→ WHAT IS NEEDED
Go through the records and extract every line with the word "TryRecvError".

→ ENTRIES PROVIDED
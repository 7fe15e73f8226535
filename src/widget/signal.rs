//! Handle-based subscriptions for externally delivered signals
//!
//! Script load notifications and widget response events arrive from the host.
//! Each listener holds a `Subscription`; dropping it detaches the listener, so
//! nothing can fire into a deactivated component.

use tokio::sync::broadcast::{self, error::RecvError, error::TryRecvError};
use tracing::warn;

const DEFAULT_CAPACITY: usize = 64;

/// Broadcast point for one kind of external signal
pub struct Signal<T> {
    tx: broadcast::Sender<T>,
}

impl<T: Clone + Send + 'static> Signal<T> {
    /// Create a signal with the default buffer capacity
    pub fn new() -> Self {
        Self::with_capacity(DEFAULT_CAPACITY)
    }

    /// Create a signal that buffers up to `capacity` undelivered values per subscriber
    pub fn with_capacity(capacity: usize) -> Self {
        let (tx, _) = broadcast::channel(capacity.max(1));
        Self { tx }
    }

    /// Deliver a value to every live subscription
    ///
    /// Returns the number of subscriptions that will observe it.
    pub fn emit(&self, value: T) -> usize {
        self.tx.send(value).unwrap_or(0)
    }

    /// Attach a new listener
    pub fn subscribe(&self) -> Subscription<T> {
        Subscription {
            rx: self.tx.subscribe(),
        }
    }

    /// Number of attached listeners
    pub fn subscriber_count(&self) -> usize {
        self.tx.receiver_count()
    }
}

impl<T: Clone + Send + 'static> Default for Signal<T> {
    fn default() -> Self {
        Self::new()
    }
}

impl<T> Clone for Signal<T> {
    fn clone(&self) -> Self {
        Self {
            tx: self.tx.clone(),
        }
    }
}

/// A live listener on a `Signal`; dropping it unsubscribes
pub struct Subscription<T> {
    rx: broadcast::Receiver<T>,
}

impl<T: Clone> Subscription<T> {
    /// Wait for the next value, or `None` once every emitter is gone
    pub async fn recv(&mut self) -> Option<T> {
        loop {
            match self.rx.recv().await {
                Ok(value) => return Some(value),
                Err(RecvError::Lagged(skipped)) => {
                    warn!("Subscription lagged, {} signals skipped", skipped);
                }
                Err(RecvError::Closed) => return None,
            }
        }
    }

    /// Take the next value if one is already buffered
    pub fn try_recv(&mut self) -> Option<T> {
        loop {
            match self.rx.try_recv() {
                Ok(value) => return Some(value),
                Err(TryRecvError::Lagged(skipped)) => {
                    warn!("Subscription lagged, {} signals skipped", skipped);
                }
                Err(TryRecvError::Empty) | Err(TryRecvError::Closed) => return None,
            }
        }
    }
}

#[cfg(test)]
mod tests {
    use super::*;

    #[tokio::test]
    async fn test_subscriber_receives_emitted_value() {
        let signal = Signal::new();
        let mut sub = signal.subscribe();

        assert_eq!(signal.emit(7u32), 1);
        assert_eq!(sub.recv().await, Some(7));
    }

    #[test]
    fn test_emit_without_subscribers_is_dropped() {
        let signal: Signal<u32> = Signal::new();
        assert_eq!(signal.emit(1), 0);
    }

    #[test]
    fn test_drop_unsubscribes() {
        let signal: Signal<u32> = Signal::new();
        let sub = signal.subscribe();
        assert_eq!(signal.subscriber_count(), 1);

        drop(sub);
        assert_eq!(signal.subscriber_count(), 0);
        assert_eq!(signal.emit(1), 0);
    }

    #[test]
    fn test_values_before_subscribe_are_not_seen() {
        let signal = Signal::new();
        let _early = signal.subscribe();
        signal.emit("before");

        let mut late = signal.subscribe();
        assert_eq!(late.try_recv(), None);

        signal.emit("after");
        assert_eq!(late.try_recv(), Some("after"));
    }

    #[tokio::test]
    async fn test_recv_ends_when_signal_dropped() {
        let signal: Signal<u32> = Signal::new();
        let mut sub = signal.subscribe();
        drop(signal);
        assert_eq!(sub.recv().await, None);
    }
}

→ EXERCISE SOLUTION
use tokio::sync::broadcast::{self, error::RecvError, error::TryRecvError};
                Err(TryRecvError::Lagged(skipped)) => {
                Err(TryRecvError::Empty) | Err(TryRecvError::Closed) => return None,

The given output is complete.